# Best Breed for CA/young children/visitors



## Amandakae02 (Jun 10, 2016)

Hi, we have a unique setup and would like your thoughts on the best breed of LGD for us. We have been losing chickens left and right this last week as a family of raccoons (I think) have found us! They are killing them during the day, and at night if they can get to them. I have them locked in their coop 24/7 now until we can find a way for them to be out safely. I have lost 11 chickens in 1 week. Last night one reached in and grabbed a hen's head while she was sleeping next to the gate. Couldn't get her out but still ripped her head off, so there was another loss anyway. 
So I have decided to take the plunge for an LGD. Great Pyrenees and Akbash are both available right now where we are. 

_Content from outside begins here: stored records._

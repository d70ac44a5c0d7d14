//! Edge and cloud compute nodes
//!
//! An edge node owns one task queue per application it serves, generates
//! stochastic arrivals, spends a controllable fraction of its capability on
//! local compute, and offloads backlog to its higher-tier neighbor through a
//! two-phase propose/probe/commit handshake. The cloud node holds a single
//! aggregate queue and always applies its full capability.

use std::collections::BTreeMap;

use rand::Rng;
use rand_distr::{Distribution, Poisson};
use tracing::{debug, trace};

use crate::channel::Channel;
use crate::config::{ApplicationKind, APP_SLOTS, GHZ, KB};
use crate::error::{Error, Result};
use crate::queue::{ArrivalHistory, TaskQueue};
use crate::task::{Task, TaskId};

/// Small integer node handle issued by the topology registry.
#[derive(Debug, Clone, Copy, PartialEq, Eq, PartialOrd, Ord, Hash)]
pub struct NodeId(u32);

impl NodeId {
    pub fn new(id: u32) -> Self {
        Self(id)
    }

    pub fn value(self) -> u32 {
        self.0
    }
}

impl std::fmt::Display for NodeId {
    fn fmt(&self, f: &mut std::fmt::Formatter<'_>) -> std::fmt::Result {
        write!(f, "node-{}", self.0)
    }
}

/// Outcome of one edge node's offload attempt toward one target.
#[derive(Debug, Default)]
pub struct OffloadReport {
    /// Bits actually committed for transmission this tick.
    pub transmitted: f64,
    /// Continuation tasks to hand to the target's arrival handler.
    pub tasks: BTreeMap<TaskId, Task>,
    /// Applications whose full proposal the probe rejected. Rejected backlog
    /// stays queued; no retry happens within the tick.
    pub rejected: Vec<ApplicationKind>,
}

// ============================================================================
// Edge node
// ============================================================================

/// Edge device: per-application queues, stochastic arrivals, partial local
/// compute, and offload toward a linked cloud node.
#[derive(Debug)]
pub struct EdgeNode {
    id: NodeId,
    computational_capability: f64,
    queues: BTreeMap<ApplicationKind, TaskQueue>,
    links_to_higher: BTreeMap<NodeId, Channel>,
    cpu_used: BTreeMap<ApplicationKind, f64>,
    arrival_window: u64,
}

impl EdgeNode {
    /// Creates an edge node with `computational_capability` bits/tick and no
    /// queues yet.
    pub fn new(id: NodeId, computational_capability: f64, arrival_window: u64) -> Self {
        Self {
            id,
            computational_capability,
            queues: BTreeMap::new(),
            links_to_higher: BTreeMap::new(),
            cpu_used: BTreeMap::new(),
            arrival_window,
        }
    }

    pub fn id(&self) -> NodeId {
        self.id
    }

    /// Bits/tick of local compute capability.
    pub fn computational_capability(&self) -> f64 {
        self.computational_capability
    }

    /// Creates one queue per application, each bounded by `capacity_bits`.
    pub fn make_application_queues(&mut self, applications: &[ApplicationKind], capacity_bits: f64) {
        for &app in applications {
            self.queues.insert(
                app,
                TaskQueue::for_application(app, capacity_bits, self.arrival_window as usize),
            );
            self.cpu_used.insert(app, 0.0);
        }
    }

    /// Applications this node serves, in stable (discriminant) order.
    pub fn applications(&self) -> impl Iterator<Item = ApplicationKind> + '_ {
        self.queues.keys().copied()
    }

    pub fn application_count(&self) -> usize {
        self.queues.len()
    }

    /// Registers the uplink channel toward a higher-tier neighbor.
    pub fn add_link_to_higher(&mut self, neighbor: NodeId, channel: Channel) {
        self.links_to_higher.insert(neighbor, channel);
    }

    /// Higher-tier neighbor handles, in stable order.
    pub fn higher_node_ids(&self) -> impl Iterator<Item = NodeId> + '_ {
        self.links_to_higher.keys().copied()
    }

    /// Samples the channel toward `neighbor` in the given direction.
    pub fn sample_channel_rate(&self, neighbor: NodeId, rng: &mut impl Rng) -> Result<f64> {
        let channel = self
            .links_to_higher
            .get(&neighbor)
            .ok_or(Error::UnknownNode(neighbor))?;
        Ok(channel.sample_rate(true, rng))
    }

    /// Per-queue backlog in stable application order, divided by `scale`.
    pub fn queue_lengths(&self, scale: f64) -> Vec<f64> {
        self.queues.values().map(|q| q.length(scale)).collect()
    }

    /// Direct access to one application queue.
    pub fn queue(&self, app: ApplicationKind) -> Option<&TaskQueue> {
        self.queues.get(&app)
    }

    /// Spends `alpha[i] * capability` bits of compute on the i-th managed
    /// application queue, in stable application order. The caller is
    /// responsible for `alpha` summing to at most 1 (normalization happens
    /// upstream); this records the bits actually served per application and
    /// returns their sum.
    pub fn do_tasks(&mut self, alpha: &[f64]) -> f64 {
        debug_assert_eq!(alpha.len(), self.queues.len());
        let mut total = 0.0;
        for ((app, queue), &fraction) in self.queues.iter_mut().zip(alpha) {
            let served = if fraction > 0.0 && !queue.is_empty() {
                queue.serve_for_compute(fraction * self.computational_capability)
            } else {
                0.0
            };
            self.cpu_used.insert(*app, served);
            total += served;
        }
        trace!(node = %self.id, served_bits = total, "local compute");
        total
    }

    /// Draws one tick of Poisson arrivals for every served application.
    ///
    /// The per-application mean is `task_rate * popularity`, in units of
    /// `arrival_bits`. A zero draw means no arrival. Admission failures are
    /// counted, not raised. Returns the arrival sizes (slot-indexed, recorded
    /// whether or not admission succeeded) and the failure count.
    pub fn random_task_generation(
        &mut self,
        task_rate: f64,
        tick: u64,
        rng: &mut impl Rng,
    ) -> ([f64; APP_SLOTS], u32) {
        let mut arrival_sizes = [0.0; APP_SLOTS];
        let mut failed_to_generate = 0;
        let id = self.id;
        for (&app, queue) in &mut self.queues {
            let mean = task_rate * app.popularity();
            if mean <= 0.0 {
                continue;
            }
            let Ok(poisson) = Poisson::new(mean) else { continue };
            let count: f64 = poisson.sample(rng);
            let data_size = count * app.arrival_bits();
            if data_size <= 0.0 {
                continue;
            }
            arrival_sizes[app.slot()] = data_size;
            let task = Task::new(app, data_size, id, tick);
            if !queue.admit(task, tick) {
                failed_to_generate += 1;
                debug!(node = %id, app = %app, bits = data_size, "generation overflow");
            }
        }
        (arrival_sizes, failed_to_generate)
    }

    /// Two-phase offload toward `target` over the registered uplink.
    ///
    /// Propose: per application, `min(backlog, beta[i] * sampled_rate)`
    /// truncated to whole bits. Probe: the target admits each proposal
    /// all-or-nothing against its aggregate capacity. Commit: admitted
    /// amounts are served for transmission, yielding continuation tasks for
    /// the caller to deliver. Rejection is an expected outcome, reported in
    /// the result, never an error.
    pub fn offload_tasks(
        &mut self,
        beta: &[f64],
        target: &CloudNode,
        rng: &mut impl Rng,
    ) -> Result<OffloadReport> {
        debug_assert_eq!(beta.len(), self.queues.len());
        let channel = self
            .links_to_higher
            .get(&target.id())
            .ok_or(Error::UnknownNode(target.id()))?;
        let rate = channel.sample_rate(true, rng);

        let mut report = OffloadReport::default();
        for ((&app, queue), &fraction) in self.queues.iter_mut().zip(beta) {
            let proposal = queue.length_bits().min(fraction * rate).trunc();
            let (admitted, rejected) = target.probe(proposal);
            if rejected {
                report.rejected.push(app);
                continue;
            }
            if admitted > 0.0 && !queue.is_empty() {
                let (bits, continuations) = queue.serve_for_transmission(admitted);
                report.transmitted += bits;
                report.tasks.extend(continuations);
            }
        }
        trace!(
            node = %self.id,
            target = %target.id(),
            bits = report.transmitted,
            rejected = report.rejected.len(),
            "offload"
        );
        Ok(report)
    }

    /// Observation block: five application-indexed 8-slot vectors — mean
    /// estimated arrival rate, last-tick arrival, queue length, cpu-used
    /// fraction, and static workload metadata.
    pub fn status(&self, tick: u64, scale: f64) -> Vec<f64> {
        let mut estimated = [0.0; APP_SLOTS];
        let mut arrivals = [0.0; APP_SLOTS];
        let mut lengths = [0.0; APP_SLOTS];
        let mut cpu_used = [0.0; APP_SLOTS];
        let mut app_info = [0.0; APP_SLOTS];
        for (&app, queue) in &self.queues {
            let slot = app.slot();
            estimated[slot] = queue.mean_arrival_rate(tick, self.arrival_window, GHZ);
            arrivals[slot] = queue.last_arrival(tick, GHZ);
            lengths[slot] = queue.length(scale);
            cpu_used[slot] = self.cpu_used[&app] / self.computational_capability;
            app_info[slot] = app.workload() / KB;
        }
        let mut out = Vec::with_capacity(5 * APP_SLOTS);
        out.extend_from_slice(&estimated);
        out.extend_from_slice(&arrivals);
        out.extend_from_slice(&lengths);
        out.extend_from_slice(&cpu_used);
        out.extend_from_slice(&app_info);
        out
    }
}

// ============================================================================
// Cloud node
// ============================================================================

/// Cloud tier: a single aggregate queue served at full capability each tick.
#[derive(Debug)]
pub struct CloudNode {
    id: NodeId,
    computational_capability: f64,
    queue: TaskQueue,
    links_to_lower: BTreeMap<NodeId, Channel>,
    cpu_used: BTreeMap<ApplicationKind, f64>,
    arrivals: BTreeMap<ApplicationKind, ArrivalHistory>,
    arrival_window: u64,
}

impl CloudNode {
    /// Creates a cloud node with an aggregate queue of `capacity_bits`.
    pub fn new(
        id: NodeId,
        computational_capability: f64,
        capacity_bits: f64,
        arrival_window: u64,
    ) -> Self {
        Self {
            id,
            computational_capability,
            queue: TaskQueue::aggregate(capacity_bits, arrival_window as usize),
            links_to_lower: BTreeMap::new(),
            cpu_used: BTreeMap::new(),
            arrivals: BTreeMap::new(),
            arrival_window,
        }
    }

    pub fn id(&self) -> NodeId {
        self.id
    }

    pub fn computational_capability(&self) -> f64 {
        self.computational_capability
    }

    /// Registers the downlink channel toward a lower-tier neighbor.
    pub fn add_link_to_lower(&mut self, neighbor: NodeId, channel: Channel) {
        self.links_to_lower.insert(neighbor, channel);
    }

    /// Samples the channel toward `neighbor` (downlink direction).
    pub fn sample_channel_rate(&self, neighbor: NodeId, rng: &mut impl Rng) -> Result<f64> {
        let channel = self
            .links_to_lower
            .get(&neighbor)
            .ok_or(Error::UnknownNode(neighbor))?;
        Ok(channel.sample_rate(false, rng))
    }

    /// Aggregate backlog divided by `scale`.
    pub fn queue_length(&self, scale: f64) -> f64 {
        self.queue.length(scale)
    }

    /// Admission probe: accepts the full `bits` if it fits the aggregate
    /// queue, otherwise rejects the whole amount. A zero proposal is admitted
    /// (as zero) without counting as a rejection.
    pub fn probe(&self, bits: f64) -> (f64, bool) {
        if self.queue.length_bits() + bits > self.queue.max_capacity() {
            (0.0, true)
        } else {
            (bits, false)
        }
    }

    /// Arrival handler for probed continuation tasks. Re-stamps each task
    /// (forwarder becomes origin, this node the destination, arrival tick
    /// reset) and admits it. Admission has already been probed; failures can
    /// still occur when several applications were probed against the same
    /// free space, and are counted, not raised.
    pub fn deliver(&mut self, tasks: BTreeMap<TaskId, Task>, tick: u64) -> u32 {
        let mut failed = 0;
        for (_, mut task) in tasks {
            let app = task.application();
            let bits = task.size_bits();
            task.restamp(task.destination(), self.id, tick);
            if self.queue.admit(task, tick) {
                self.arrivals
                    .entry(app)
                    .or_insert_with(|| ArrivalHistory::new(self.arrival_window as usize))
                    .record(tick, bits);
            } else {
                failed += 1;
                debug!(node = %self.id, app = %app, bits, "offloaded task rejected at delivery");
            }
        }
        failed
    }

    /// Applies the full computational capability to the aggregate queue.
    /// Records per-application usage for the observation block and returns
    /// the total bits served.
    pub fn do_tasks(&mut self) -> f64 {
        self.cpu_used.clear();
        let served = self
            .queue
            .serve_for_compute_tracked(self.computational_capability, &mut self.cpu_used);
        trace!(node = %self.id, served_bits = served, "cloud compute");
        served
    }

    /// Observation block: four application-indexed 8-slot vectors — mean
    /// estimated arrival rate, last-tick arrival, queued bits, cpu-used
    /// fraction.
    pub fn status(&self, tick: u64, scale: f64) -> Vec<f64> {
        let mut estimated = [0.0; APP_SLOTS];
        let mut arrivals = [0.0; APP_SLOTS];
        let mut cpu_used = [0.0; APP_SLOTS];
        for (&app, history) in &self.arrivals {
            estimated[app.slot()] = history.mean_rate(tick, self.arrival_window, GHZ);
            arrivals[app.slot()] = history.last(tick, GHZ);
        }
        for (&app, &bits) in &self.cpu_used {
            cpu_used[app.slot()] = bits / self.computational_capability;
        }
        let lengths = self.queue.lengths_by_slot(scale);
        let mut out = Vec::with_capacity(4 * APP_SLOTS);
        out.extend_from_slice(&estimated);
        out.extend_from_slice(&arrivals);
        out.extend_from_slice(&lengths);
        out.extend_from_slice(&cpu_used);
        out
    }
}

What I have gathered about these two breeds are the following, please correct me if I am wrong:

GPyr- they will wander away from the sheep if they can get out of the fencing, right? Whereas the Akbash is more likely to stay with the livestock? 
The GPyr is not as aggressive to strangers as the abash?
The GPyr will need much more brushing/coat care than Akbash

Things to consider:
Terrain-We live in the central valley of CA, very hot with lots of fox tails in our fields.
Experience- I am a very experienced dog owner, I was a professional trainer before I had a bazillion kids :grin: I would consider breeding for LGD use only. (I am very against breeding to make money. There are too many dogs in the shelters for that). 
Aggression: I have 5 children 6yrs and under who love to "help" me with the animals. We also occasionally rent out a field or two to other farmers, so they will be coming and going from the fields occasionally. We also live on a very large plant nursery, so there are people coming and going at all hours of the day/night, but they would not be going into the animals fields, just in the driveway. 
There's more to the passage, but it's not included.